S. Hancock, Member for South Coast
Pick up your dog poo
So glad people are being brought to account for doing the wrong thing in relation to parking and vicious dog issues. I really wish more was done about the amount of dog poo left by lazy owners on our grass verges, especially around school areas, where mothers need to push their prams on the pavements while other children walk on the grass - and often into and through the path of stinking, germ infested dog poo. People do not realise, I am sure, that penalties apply for not removing dog faeces. I think more could be done to make this clearer to all dog owners. I hope Council can step up the campaign. This also applies to public areas like the Showground. I have witnessed, first hand, people just walking away when their dogs relieve themselves.
J. Burke, Nowra
Racing's deadly dividend
This week, two young female jockeys died after falls, one at Cranbourne in Victoria and the other in Darwin.

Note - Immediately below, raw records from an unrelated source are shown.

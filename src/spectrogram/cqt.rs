// Constant-Q module - log-frequency transform via spectral kernels
//
// Each of the 84 bins (7 octaves from C1, 12 per octave) is a Hann-windowed
// complex exponential whose length is Q * sr / f_k, so every bin spans the
// same number of cycles. The kernels are moved into the frequency domain
// once (Brown-Puckette), thresholded into sparse form, and correlated with
// the FFT of each centered frame.
//
// Chroma folds the 84 bins onto 12 pitch classes and normalizes every frame
// by its loudest class.

use rustfft::{num_complex::Complex, Fft, FftPlanner};
use std::f32::consts::PI;
use std::sync::Arc;

use crate::spectrogram::stft::HOP_LENGTH;

/// Lowest bin frequency (C1)
pub const FMIN_HZ: f32 = 32.703_197;

/// Number of constant-Q bins
pub const N_BINS: usize = 84;

/// Bins per octave
pub const BINS_PER_OCTAVE: usize = 12;

/// Pitch classes in a chromagram
pub const N_CHROMA: usize = 12;

/// Spectral kernel entries below this fraction of the kernel peak are dropped
const SPARSITY_THRESHOLD: f32 = 0.005;

struct SparseKernel {
    entries: Vec<(usize, Complex<f32>)>,
}

/// Constant-Q transform for one sample rate
pub struct ConstantQ {
    fmin: f32,
    bins_per_octave: usize,
    hop: usize,
    fft_len: usize,
    kernels: Vec<SparseKernel>,
    fft: Arc<dyn Fft<f32>>,
}

impl ConstantQ {
    /// Standard layout: 84 bins from C1, 12 per octave, hop 512
    pub fn new(sample_rate: u32) -> Self {
        Self::with_layout(sample_rate, FMIN_HZ, N_BINS, BINS_PER_OCTAVE, HOP_LENGTH)
    }

    pub fn with_layout(
        sample_rate: u32,
        fmin: f32,
        n_bins: usize,
        bins_per_octave: usize,
        hop: usize,
    ) -> Self {
        let sr = sample_rate as f32;
        let q = 1.0 / (2.0f32.powf(1.0 / bins_per_octave as f32) - 1.0);
        let frequencies: Vec<f32> = (0..n_bins)
            .map(|k| fmin * 2.0f32.powf(k as f32 / bins_per_octave as f32))
            .collect();
        let lengths: Vec<usize> = frequencies
            .iter()
            .map(|f| (q * sr / f).ceil().max(1.0) as usize)
            .collect();
        let fft_len = lengths.iter().copied().max().unwrap_or(1).next_power_of_two();

        let mut planner = FftPlanner::new();
        let fft = planner.plan_fft_forward(fft_len);

        let kernels = frequencies
            .iter()
            .zip(lengths.iter())
            .map(|(&freq, &len)| {
                let mut buffer = vec![Complex::new(0.0f32, 0.0); fft_len];
                let start = (fft_len - len) / 2;
                for n in 0..len {
                    let window = 0.5 * (1.0 - (2.0 * PI * n as f32 / len as f32).cos());
                    let phase = 2.0 * PI * freq * (n as f32 - len as f32 / 2.0) / sr;
                    buffer[start + n] = Complex::from_polar(window / len as f32, phase);
                }
                fft.process(&mut buffer);

                let peak = buffer.iter().map(|c| c.norm()).fold(0.0f32, f32::max);
                let entries = buffer
                    .iter()
                    .enumerate()
                    .filter(|(_, c)| c.norm() >= peak * SPARSITY_THRESHOLD)
                    .map(|(j, c)| (j, c.conj() / fft_len as f32))
                    .collect();
                SparseKernel { entries }
            })
            .collect();

        Self {
            fmin,
            bins_per_octave,
            hop: hop.max(1),
            fft_len,
            kernels,
            fft,
        }
    }

    pub fn n_bins(&self) -> usize {
        self.kernels.len()
    }

    pub fn fmin(&self) -> f32 {
        self.fmin
    }

    pub fn bins_per_octave(&self) -> usize {
        self.bins_per_octave
    }

    /// Center frequency of bin `k`
    pub fn bin_frequency(&self, k: usize) -> f32 {
        self.fmin * 2.0f32.powf(k as f32 / self.bins_per_octave as f32)
    }

    /// Constant-Q magnitudes laid out as `[bin][frame]`
    pub fn magnitude(&self, audio: &[f32]) -> Vec<Vec<f32>> {
        let frames = 1 + audio.len() / self.hop;
        let half = (self.fft_len / 2) as isize;
        let mut output = vec![vec![0.0f32; frames]; self.kernels.len()];
        let mut buffer = vec![Complex::new(0.0f32, 0.0); self.fft_len];

        for frame in 0..frames {
            let start = (frame * self.hop) as isize - half;
            for (j, slot) in buffer.iter_mut().enumerate() {
                let idx = start + j as isize;
                let sample = if idx >= 0 && (idx as usize) < audio.len() {
                    audio[idx as usize]
                } else {
                    0.0
                };
                *slot = Complex::new(sample, 0.0);
            }
            self.fft.process(&mut buffer);

            for (bin, kernel) in self.kernels.iter().enumerate() {
                let value: Complex<f32> = kernel
                    .entries
                    .iter()
                    .map(|(j, k)| buffer[*j] * k)
                    .sum();
                output[bin][frame] = value.norm();
            }
        }

        output
    }

    /// Fold constant-Q magnitudes onto 12 pitch classes, max-normalized per frame
    ///
    /// Row 0 is the pitch class of `fmin` (C for the standard layout).
    pub fn chroma(&self, cqt: &[Vec<f32>]) -> Vec<Vec<f32>> {
        let frames = cqt.first().map(Vec::len).unwrap_or(0);
        let per_class = (self.bins_per_octave / N_CHROMA).max(1);
        let mut chroma = vec![vec![0.0f32; frames]; N_CHROMA];

        for (bin, row) in cqt.iter().enumerate() {
            let class = (bin / per_class) % N_CHROMA;
            for (frame, value) in row.iter().enumerate() {
                chroma[class][frame] += value;
            }
        }

        for frame in 0..frames {
            let peak = (0..N_CHROMA)
                .map(|class| chroma[class][frame])
                .fold(0.0f32, f32::max);
            if peak > f32::MIN_POSITIVE {
                for row in chroma.iter_mut() {
                    row[frame] /= peak;
                }
            }
        }

        chroma
    }
}

#[cfg(test)]
mod tests {
    use super::*;

    fn sine(sample_rate: u32, frequency: f32, len: usize) -> Vec<f32> {
        (0..len)
            .map(|i| (2.0 * PI * frequency * i as f32 / sample_rate as f32).sin())
            .collect()
    }

    fn loudest_bin(matrix: &[Vec<f32>], frame: usize) -> usize {
        (0..matrix.len())
            .max_by(|a, b| matrix[*a][frame].total_cmp(&matrix[*b][frame]))
            .unwrap()
    }

    #[test]
    fn test_bin_frequencies_double_per_octave() {
        let cqt = ConstantQ::with_layout(8_000, 110.0, 24, 12, 256);
        assert!((cqt.bin_frequency(12) - 220.0).abs() < 0.01);
        assert_eq!(cqt.n_bins(), 24);
    }

    #[test]
    fn test_a4_tone_peaks_at_a4_bin() {
        let sample_rate = 8_000;
        let cqt = ConstantQ::with_layout(sample_rate, 110.0, 36, 12, 256);
        let audio = sine(sample_rate, 440.0, sample_rate as usize);
        let magnitude = cqt.magnitude(&audio);

        let middle = magnitude[0].len() / 2;
        assert_eq!(loudest_bin(&magnitude, middle), 24);
    }

    #[test]
    fn test_chroma_folds_octaves_and_normalizes() {
        let sample_rate = 8_000;
        let cqt = ConstantQ::with_layout(sample_rate, 110.0, 36, 12, 256);
        let audio = sine(sample_rate, 440.0, sample_rate as usize);
        let chroma = cqt.chroma(&cqt.magnitude(&audio));

        assert_eq!(chroma.len(), N_CHROMA);
        let middle = chroma[0].len() / 2;
        // fmin is an A, so the A pitch class is row 0 in this layout
        assert_eq!(loudest_bin(&chroma, middle), 0);
        assert!((chroma[0][middle] - 1.0).abs() < 1e-6);
        assert!(chroma.iter().flatten().all(|v| *v >= 0.0 && *v <= 1.0 + 1e-6));
    }
}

Horseracing's continuing bloodbath continues to shock and horrify even those who profit from it. A former jockey who had to retire with brain damage after a fall in 2014, in which another rider was killed, wrote that "sometimes the price of this industry seems too high". And humans are not the only victims of this vile industry. On average, one horse will die on Australian racetracks every three days.
Why all this carnage? To entertain and extract money from the public. Racing is a business, and racehorses and jockeys their raw materials. Racehorses regularly suffer from injuries, lameness, and exhaustion. Horses are whipped and forced to run at break neck speeds and may be given painkillers, muscle relaxants, and anti-inflammatory drugs to keep them running. All this leads to falls, broken legs and death.
D. Bellamy, PETA Australia
Profit above people
You have to realise the state government does not care about you and me: if we do not survive financially, there is always Vinnies.
The government can put a grin on the faces of directors have investors clapping their hands with glee when TCorp selects a company to complete a project. This government through the treasuries privately controlled investment corporation, runs the state for those people looking for company and investor profits on the stock market.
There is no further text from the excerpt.